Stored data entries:
========================================
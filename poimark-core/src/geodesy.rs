//! Distance metric shared by every spatial query.
//!
//! Radius filtering and distance annotation both go through
//! [`geodesic_distance`] so rankings never disagree with the filter that
//! produced them. The R\*-tree only sees coarse lon/lat envelopes from
//! [`search_envelopes`]; they over-approximate the search circle and the exact
//! geodesic test runs afterwards.

use std::f64::consts::{FRAC_PI_2, PI};

use geo::{Coord, Distance, Geodesic, Point, Rect};

/// Smallest radius of curvature on the WGS84 ellipsoid (meridional radius at
/// the equator), in metres. Dividing by it yields an upper bound on the
/// angular size of a circle measured along the ellipsoid.
const MIN_CURVATURE_RADIUS_M: f64 = 6_335_439.0;

/// Relative slack added to envelopes to absorb the sphere/ellipsoid mismatch.
const ENVELOPE_PADDING: f64 = 1.01;

/// Geodesic distance in metres between two WGS84 coordinates.
///
/// Coordinates use `x = longitude`, `y = latitude`, in degrees.
///
/// # Examples
/// ```
/// use geo::Coord;
/// use poimark_core::geodesic_distance;
///
/// let one_degree = geodesic_distance(Coord { x: 0.0, y: 0.0 }, Coord { x: 1.0, y: 0.0 });
/// assert!((one_degree - 111_319.5).abs() < 1.0);
/// ```
#[must_use]
pub fn geodesic_distance(a: Coord<f64>, b: Coord<f64>) -> f64 {
    Geodesic.distance(Point::from(a), Point::from(b))
}

/// Lon/lat rectangles that together cover every point within `radius` metres
/// of `centre`.
///
/// Circles crossing the antimeridian are split into two rectangles. Circles
/// reaching a pole cover the full longitude range.
#[expect(
    clippy::float_arithmetic,
    reason = "envelope bounds are derived from spherical trigonometry"
)]
pub(crate) fn search_envelopes(centre: Coord<f64>, radius: f64) -> Vec<Rect<f64>> {
    let angular = radius / MIN_CURVATURE_RADIUS_M * ENVELOPE_PADDING;
    if angular >= PI {
        return vec![world()];
    }

    let lat = centre.y.to_radians();
    let lat_min = lat - angular;
    let lat_max = lat + angular;
    if lat_min <= -FRAC_PI_2 || lat_max >= FRAC_PI_2 {
        return vec![Rect::new(
            Coord {
                x: -180.0,
                y: lat_min.max(-FRAC_PI_2).to_degrees(),
            },
            Coord {
                x: 180.0,
                y: lat_max.min(FRAC_PI_2).to_degrees(),
            },
        )];
    }

    let ratio = angular.sin() / lat.cos();
    if ratio >= 1.0 {
        return vec![Rect::new(
            Coord {
                x: -180.0,
                y: lat_min.to_degrees(),
            },
            Coord {
                x: 180.0,
                y: lat_max.to_degrees(),
            },
        )];
    }

    let delta_lon = ratio.asin().to_degrees();
    let (south, north) = (lat_min.to_degrees(), lat_max.to_degrees());
    let (west, east) = (centre.x - delta_lon, centre.x + delta_lon);

    if west < -180.0 {
        vec![
            Rect::new(Coord { x: west + 360.0, y: south }, Coord { x: 180.0, y: north }),
            Rect::new(Coord { x: -180.0, y: south }, Coord { x: east, y: north }),
        ]
    } else if east > 180.0 {
        vec![
            Rect::new(Coord { x: west, y: south }, Coord { x: 180.0, y: north }),
            Rect::new(Coord { x: -180.0, y: south }, Coord { x: east - 360.0, y: north }),
        ]
    } else {
        vec![Rect::new(Coord { x: west, y: south }, Coord { x: east, y: north })]
    }
}

fn world() -> Rect<f64> {
    Rect::new(Coord { x: -180.0, y: -90.0 }, Coord { x: 180.0, y: 90.0 })
}

#[cfg(test)]
mod tests {
    use super::*;
    use geo::Intersects;
    use rstest::rstest;

    fn covered(envelopes: &[Rect<f64>], point: Coord<f64>) -> bool {
        envelopes.iter().any(|rect| rect.intersects(&point))
    }

    #[rstest]
    fn distance_is_symmetric() {
        let a = Coord { x: -3.7038, y: 40.4168 };
        let b = Coord { x: 2.1734, y: 41.3851 };
        let there = geodesic_distance(a, b);
        let back = geodesic_distance(b, a);
        assert!((there - back).abs() < 1e-6);
        assert!(there > 480_000.0 && there < 520_000.0);
    }

    #[rstest]
    fn distance_to_self_is_zero() {
        let a = Coord { x: 12.5, y: -33.0 };
        assert!(geodesic_distance(a, a).abs() < 1e-9);
    }

    #[rstest]
    #[case(Coord { x: 0.0, y: 0.0 }, 10_000.0)]
    #[case(Coord { x: 179.95, y: 10.0 }, 20_000.0)]
    #[case(Coord { x: -179.95, y: -10.0 }, 20_000.0)]
    #[case(Coord { x: 45.0, y: 70.0 }, 150_000.0)]
    fn envelopes_cover_points_on_the_circle(#[case] centre: Coord<f64>, #[case] radius: f64) {
        let envelopes = search_envelopes(centre, radius);
        for bearing in (0..360).step_by(15) {
            let destination = geo::Destination::destination(
                &Geodesic,
                Point::from(centre),
                f64::from(bearing),
                radius,
            );
            assert!(
                covered(&envelopes, destination.0),
                "bearing {bearing} escaped the envelope"
            );
        }
    }

    #[rstest]
    fn antimeridian_circles_split_in_two() {
        let envelopes = search_envelopes(Coord { x: 179.99, y: 0.0 }, 5_000.0);
        assert_eq!(envelopes.len(), 2);
    }

    #[rstest]
    fn polar_circles_cover_every_longitude() {
        let envelopes = search_envelopes(Coord { x: 10.0, y: 89.9 }, 50_000.0);
        assert_eq!(envelopes.len(), 1);
        let rect = envelopes.first().copied().unwrap_or_else(world);
        assert!((rect.min().x + 180.0).abs() < f64::EPSILON);
        assert!((rect.max().x - 180.0).abs() < f64::EPSILON);
    }
}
========================================
## EXERCISE REQUIREMENTS
All of the records above are to be repeated exactly.

## PROBLEM SOLUTION
filename poimark-core/src/geodesy.rs
//! Distance metric shared by every spatial query.
//!
//! Radius filtering and distance annotation both go through
//! [`geodesic_distance`] so rankings never disagree with the filter that
//! produced them. The R\*-tree only sees coarse lon/lat envelopes from
//! [`search_envelopes`]; they over-approximate the search circle and the exact
//! geodesic test runs afterwards.

use std::f64::consts::{FRAC_PI_2, PI};

use geo::{Coord, Distance, Geodesic, Point, Rect};

/// Smallest radius of curvature on the WGS84 ellipsoid (meridional radius at
/// the equator), in metres. Dividing by it yields an upper bound on the
/// angular size of a circle measured along the ellipsoid.
const MIN_CURVATURE_RADIUS_M: f64 = 6_335_439.0;

/// Relative slack added to envelopes to absorb the sphere/ellipsoid mismatch.
const ENVELOPE_PADDING: f64 = 1.01;

/// Geodesic distance in metres between two WGS84 coordinates.
///
/// Coordinates use `x = longitude`, `y = latitude`, in degrees.
///
/// # Examples
/// ```
/// use geo::Coord;
/// use poimark_core::geodesic_distance;
///
/// let one_degree = geodesic_distance(Coord { x: 0.0, y: 0.0 }, Coord { x: 1.0, y: 0.0 });
/// assert!((one_degree - 111_319.5).abs() < 1.0);
/// ```
#[must_use]
pub fn geodesic_distance(a: Coord<f64>, b: Coord<f64>) -> f64 {
    Geodesic.distance(Point::from(a), Point::from(b))
}

/// Lon/lat rectangles that together cover every point within `radius` metres
/// of `centre`.
///
/// Circles crossing the antimeridian are split into two rectangles. Circles
/// reaching a pole cover the full longitude range.
#[expect(
    clippy::float_arithmetic,
    reason = "envelope bounds are derived from spherical trigonometry"
)]
pub(crate) fn search_envelopes(centre: Coord<f64>, radius: f64) -> Vec<Rect<f64>> {
    let angular = radius / MIN_CURVATURE_RADIUS_M * ENVELOPE_PADDING;
    if angular >= PI {
        return vec![world()];
    }

    let lat = centre.y.to_radians();
    let lat_min = lat - angular;
    let lat_max = lat + angular;
    if lat_min <= -FRAC_PI_2 || lat_max >= FRAC_PI_2 {
        return vec![Rect::new(
            Coord {
                x: -180.0,
                y: lat_min.max(-FRAC_PI_2).to_degrees(),
            },
            Coord {
                x: 180.0,
                y: lat_max.min(FRAC_PI_2).to_degrees(),
            },
        )];
    }

    let ratio = angular.sin() / lat.cos();
    if ratio >= 1.0 {
        return vec![Rect::new(
            Coord {
                x: -180.0,
                y: lat_min.to_degrees(),
            },
            Coord {
                x: 180.0,
                y: lat_max.to_degrees(),
            },
        )];
    }

    let delta_lon = ratio.asin().to_degrees();
    let (south, north) = (lat_min.to_degrees(), lat_max.to_degrees());
    let (west, east) = (centre.x - delta_lon, centre.x + delta_lon);

    if west < -180.0 {
        vec![
            Rect::new(Coord { x: west + 360.0, y: south }, Coord { x: 180.0, y: north }),
            Rect::new(Coord { x: -180.0, y: south }, Coord { x: east, y: north }),
        ]
    } else if east > 180.0 {
        vec![
            Rect::new(Coord { x: west, y: south }, Coord { x: 180.0, y: north }),
            Rect::new(Coord { x: -180.0, y: south }, Coord { x: east - 360.0, y: north }),
        ]
    } else {
        vec![Rect::new(Coord { x: west, y: south }, Coord { x: east, y: north })]
    }
}

fn world() -> Rect<f64> {
    Rect::new(Coord { x: -180.0, y: -90.0 }, Coord { x: 180.0, y: 90.0 })
}

#[cfg(test)]
mod tests {
    use super::*;
    use geo::Intersects;
    use rstest::rstest;

    fn covered(envelopes: &[Rect<f64>], point: Coord<f64>) -> bool {
        envelopes.iter().any(|rect| rect.intersects(&point))
    }

    #[rstest]
    fn distance_is_symmetric() {
        let a = Coord { x: -3.7038, y: 40.4168 };
        let b = Coord { x: 2.1734, y: 41.3851 };
        let there = geodesic_distance(a, b);
        let back = geodesic_distance(b, a);
        assert!((there - back).abs() < 1e-6);
        assert!(there > 480_000.0 && there < 520_000.0);
    }

    #[rstest]
    fn distance_to_self_is_zero() {
        let a = Coord { x: 12.5, y: -33.0 };
        assert!(geodesic_distance(a, a).abs() < 1e-9);
    }

    #[rstest]
    #[case(Coord { x: 0.0, y: 0.0 }, 10_000.0)]
    #[case(Coord { x: 179.95, y: 10.0 }, 20_000.0)]
    #[case(Coord { x: -179.95, y: -10.0 }, 20_000.0)]
    #[case(Coord { x: 45.0, y: 70.0 }, 150_000.0)]
    fn envelopes_cover_points_on_the_circle(#[case] centre: Coord<f64>, #[case] radius: f64) {
        let envelopes = search_envelopes(centre, radius);
        for bearing in (0..360).step_by(15) {
            let destination = geo::Destination::destination(
                &Geodesic,
                Point::from(centre),
                f64::from(bearing),
                radius,
            );
            assert!(
                covered(&envelopes, destination.0),
                "bearing {bearing} escaped the envelope"
            );
        }
    }

    #[rstest]
    fn antimeridian_circles_split_in_two() {
        let envelopes = search_envelopes(Coord { x: 179.99, y: 0.0 }, 5_000.0);
        assert_eq!(envelopes.len(), 2);
    }

    #[rstest]
    fn polar_circles_cover_every_longitude() {
        let envelopes = search_envelopes(Coord { x: 10.0, y: 89.9 }, 50_000.0);
        assert_eq!(envelopes.len(), 1);
        let rect = envelopes.first().copied().unwrap_or_else(world);
        assert!((rect.min().x + 180.0).abs() < f64::EPSILON);
        assert!((rect.max().x - 180.0).abs() < f64::EPSILON);
    }
}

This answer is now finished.